Would you please copy out each entry exactly?

Top of Material provided

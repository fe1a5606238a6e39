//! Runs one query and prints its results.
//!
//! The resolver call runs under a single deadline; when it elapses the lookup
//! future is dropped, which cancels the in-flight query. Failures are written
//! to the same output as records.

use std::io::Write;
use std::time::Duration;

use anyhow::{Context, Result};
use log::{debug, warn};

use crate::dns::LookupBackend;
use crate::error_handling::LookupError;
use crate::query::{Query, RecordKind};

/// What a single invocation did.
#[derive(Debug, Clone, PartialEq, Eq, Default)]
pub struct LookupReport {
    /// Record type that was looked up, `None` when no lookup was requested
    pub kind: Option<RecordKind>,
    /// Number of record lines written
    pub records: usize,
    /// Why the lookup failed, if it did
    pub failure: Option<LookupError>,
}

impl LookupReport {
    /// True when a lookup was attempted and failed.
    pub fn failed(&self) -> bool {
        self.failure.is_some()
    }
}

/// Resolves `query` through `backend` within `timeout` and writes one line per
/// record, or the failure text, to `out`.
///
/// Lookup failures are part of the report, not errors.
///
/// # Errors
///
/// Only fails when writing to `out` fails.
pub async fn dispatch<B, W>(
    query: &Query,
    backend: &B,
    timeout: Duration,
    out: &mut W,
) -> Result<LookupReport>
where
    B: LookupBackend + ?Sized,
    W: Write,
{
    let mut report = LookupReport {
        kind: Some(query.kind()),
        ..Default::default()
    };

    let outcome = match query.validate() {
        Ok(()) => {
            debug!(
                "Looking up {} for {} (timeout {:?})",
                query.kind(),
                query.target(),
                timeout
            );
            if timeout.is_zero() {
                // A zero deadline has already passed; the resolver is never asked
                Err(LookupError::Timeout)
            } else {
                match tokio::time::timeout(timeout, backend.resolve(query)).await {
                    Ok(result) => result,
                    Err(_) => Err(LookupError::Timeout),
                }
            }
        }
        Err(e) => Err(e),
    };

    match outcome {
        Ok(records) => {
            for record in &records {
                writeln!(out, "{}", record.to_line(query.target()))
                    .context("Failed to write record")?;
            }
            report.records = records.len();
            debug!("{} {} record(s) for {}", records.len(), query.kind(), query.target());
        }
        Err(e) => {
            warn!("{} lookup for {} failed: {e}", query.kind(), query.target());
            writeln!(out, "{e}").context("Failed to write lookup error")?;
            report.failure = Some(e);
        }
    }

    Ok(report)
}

Bottom of Material provided

=== Exercise response ===
repository fe1a5606238a6e39
//! Runs one query and prints its results.
//!
//! The resolver call runs under a single deadline; when it elapses the lookup
//! future is dropped, which cancels the in-flight query. Failures are written
//! to the same output as records.

use std::io::Write;
use std::time::Duration;

use anyhow::{Context, Result};
use log::{debug, warn};

use crate::dns::LookupBackend;
use crate::error_handling::LookupError;
use crate::query::{Query, RecordKind};

/// What a single invocation did.
#[derive(Debug, Clone, PartialEq, Eq, Default)]
pub struct LookupReport {
    /// Record type that was looked up, `None` when no lookup was requested
    pub kind: Option<RecordKind>,
    /// Number of record lines written
    pub records: usize,
    /// Why the lookup failed, if it did
    pub failure: Option<LookupError>,
}

impl LookupReport {
    /// True when a lookup was attempted and failed.
    pub fn failed(&self) -> bool {
        self.failure.is_some()
    }
}

/// Resolves `query` through `backend` within `timeout` and writes one line per
/// record, or the failure text, to `out`.
///
/// Lookup failures are part of the report, not errors.
///
/// # Errors
///
/// Only fails when writing to `out` fails.
pub async fn dispatch<B, W>(
    query: &Query,
    backend: &B,
    timeout: Duration,
    out: &mut W,
) -> Result<LookupReport>
where
    B: LookupBackend + ?Sized,
    W: Write,
{
    let mut report = LookupReport {
        kind: Some(query.kind()),
        ..Default::default()
    };

    let outcome = match query.validate() {
        Ok(()) => {
            debug!(
                "Looking up {} for {} (timeout {:?})",
                query.kind(),
                query.target(),
                timeout
            );
            if timeout.is_zero() {
                // A zero deadline has already passed; the resolver is never asked
                Err(LookupError::Timeout)
            } else {
                match tokio::time::timeout(timeout, backend.resolve(query)).await {
                    Ok(result) => result,
                    Err(_) => Err(LookupError::Timeout),
                }
            }
        }
        Err(e) => Err(e),
    };

    match outcome {
        Ok(records) => {
            for record in &records {
                writeln!(out, "{}", record.to_line(query.target()))
                    .context("Failed to write record")?;
            }
            report.records = records.len();
            debug!("{} {} record(s) for {}", records.len(), query.kind(), query.target());
        }
        Err(e) => {
            warn!("{} lookup for {} failed: {e}", query.kind(), query.target());
            writeln!(out, "{e}").context("Failed to write lookup error")?;
            report.failure = Some(e);
        }
    }

    Ok(report)
}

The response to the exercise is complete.